[Start of Attachment]

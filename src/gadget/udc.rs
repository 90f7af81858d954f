//! UDC-bound legacy gadget backend
//!
//! Older kernels expose the mass storage LUN of a statically bound gadget at
//! `/sys/class/udc/<ctrl>/device/gadget/lun0`. There is no binding to toggle;
//! the controller's `soft_connect` attribute, when present, is used to make
//! the host re-enumerate.

use std::fs;
use std::os::unix::fs::PermissionsExt;
use std::path::{Path, PathBuf};

use tracing::{debug, info, warn};

use super::attr::{file_exists, list_entries, read_file, write_file};
use super::backend::{
    image_attr, BackendKind, Capabilities, GadgetBackend, MountOptions, MountStatus,
};
use super::detach::SoftDisconnect;
use super::paths::GadgetPaths;
use super::verify::{verify_mount, verify_unmount};
use crate::error::{AppError, Result};

/// LUN directory relative to a controller entry
const LUN_DIR: &str = "device/gadget/lun0";

/// A controller that exposes a LUN
#[derive(Debug, Clone, PartialEq, Eq)]
struct UdcLun {
    /// `/sys/class/udc/<ctrl>`
    controller: PathBuf,
    /// `<controller>/device/gadget/lun0`
    lun_dir: PathBuf,
}

impl UdcLun {
    fn file(&self) -> PathBuf {
        self.lun_dir.join("file")
    }

    fn ro(&self) -> PathBuf {
        self.lun_dir.join("ro")
    }
}

/// UDC gadget backend
#[derive(Debug, Clone)]
pub struct UdcBackend {
    udc_class: PathBuf,
}

impl UdcBackend {
    pub fn new(paths: &GadgetPaths) -> Self {
        Self {
            udc_class: paths.udc_class.clone(),
        }
    }

    /// First controller, in name order, whose gadget has a LUN file
    fn find_lun(&self) -> Result<UdcLun> {
        list_entries(&self.udc_class)?
            .into_iter()
            .map(|name| {
                let controller = self.udc_class.join(name);
                let lun_dir = controller.join(LUN_DIR);
                UdcLun {
                    controller,
                    lun_dir,
                }
            })
            .find(|lun| file_exists(&lun.file()))
            .ok_or_else(|| {
                AppError::NotFound(format!(
                    "no lun file found under {}",
                    self.udc_class.display()
                ))
            })
    }

    fn set_read_only(lun: &UdcLun, read_only: bool) -> Result<()> {
        let ro = lun.ro();
        if !file_exists(&ro) {
            debug!("No ro attribute, LUN stays read-write");
            return Ok(());
        }

        // Often shipped 0444
        if let Err(e) = fs::set_permissions(&ro, fs::Permissions::from_mode(0o644)) {
            warn!("Failed to make {} writable: {}", ro.display(), e);
        }

        let value = if read_only { "1" } else { "0" };
        info!("Setting read-only flag: {}", value);
        write_file(&ro, value)
    }
}

impl GadgetBackend for UdcBackend {
    fn kind(&self) -> BackendKind {
        BackendKind::Udc
    }

    fn capabilities(&self) -> Capabilities {
        Capabilities {
            read_write: true,
            cdrom: false,
        }
    }

    fn expected_paths(&self) -> String {
        self.udc_class.join("*").join(LUN_DIR).display().to_string()
    }

    fn supported(&self) -> bool {
        self.find_lun().is_ok()
    }

    fn mount(&self, image: &Path, opts: MountOptions) -> Result<()> {
        let image = image_attr(image)?;
        if opts.cdrom {
            warn!("UDC backend does not support CDROM mode, ignoring");
        }

        let lun = self.find_lun()?;
        info!("Found LUN: {}", lun.lun_dir.display());

        let _connection = SoftDisconnect::disconnect(&lun.controller);

        info!("Clearing LUN file");
        write_file(&lun.file(), "")?;

        Self::set_read_only(&lun, !opts.read_write)?;

        info!("Writing image path to LUN");
        write_file(&lun.file(), image)?;

        info!("Verifying mount");
        verify_mount(&lun.file(), image)?;

        info!("Mount verified successfully");
        Ok(())
    }

    fn unmount(&self) -> Result<()> {
        let lun = self.find_lun()?;

        info!("Clearing LUN file");
        write_file(&lun.file(), "")?;

        info!("Verifying unmount");
        verify_unmount(&lun.file())?;

        info!("Unmount verified successfully");
        Ok(())
    }

    fn status(&self) -> MountStatus {
        let Ok(lun) = self.find_lun() else {
            return MountStatus::not_mounted();
        };

        match read_file(&lun.file()) {
            Ok(file) if !file.is_empty() => MountStatus {
                mounted: true,
                file: Some(PathBuf::from(file)),
                read_only: read_file(&lun.ro()).map(|ro| ro == "1").unwrap_or(false),
                cdrom: false,
            },
            _ => MountStatus::not_mounted(),
        }
    }
}
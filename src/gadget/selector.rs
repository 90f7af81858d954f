//! Backend selection

use tracing::{debug, info};

use super::backend::{Backend, BackendKind, GadgetBackend};
use super::paths::GadgetPaths;
use crate::error::{AppError, Result};

/// Pick a backend from `candidates`
///
/// With `force`, the named backend is returned if the kernel supports it.
/// Without, the first supported candidate wins.
pub fn select_from(force: Option<&str>, candidates: Vec<Backend>) -> Result<Backend> {
    if let Some(name) = force {
        let kind: BackendKind = name.parse()?;
        let backend = candidates
            .into_iter()
            .find(|b| b.kind() == kind)
            .ok_or_else(|| AppError::UnknownBackend(name.to_string()))?;

        if !backend.supported() {
            return Err(AppError::NotSupported {
                backend: backend.name().to_string(),
                hint: backend.expected_paths(),
            });
        }
        info!("Using forced backend: {}", backend.name());
        return Ok(backend);
    }

    for backend in candidates {
        if backend.supported() {
            info!("Selected backend: {}", backend.name());
            return Ok(backend);
        }
        debug!("Backend {} not supported", backend.name());
    }

    Err(AppError::NotFound(
        "no supported USB gadget backend found (configfs, android_usb or UDC gadget)".to_string(),
    ))
}

/// Pick a backend among all three, bound to `paths`
pub fn select_backend(force: Option<&str>, paths: &GadgetPaths) -> Result<Backend> {
    select_from(force, Backend::candidates(paths))
}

[End of Attachment]

#### The task:
Copy each line above that contains the string "MountOptions".

#### Exercise result:
    image_attr, BackendKind, Capabilities, GadgetBackend, MountOptions, MountStatus,
    fn mount(&self, image: &Path, opts: MountOptions) -> Result<()> {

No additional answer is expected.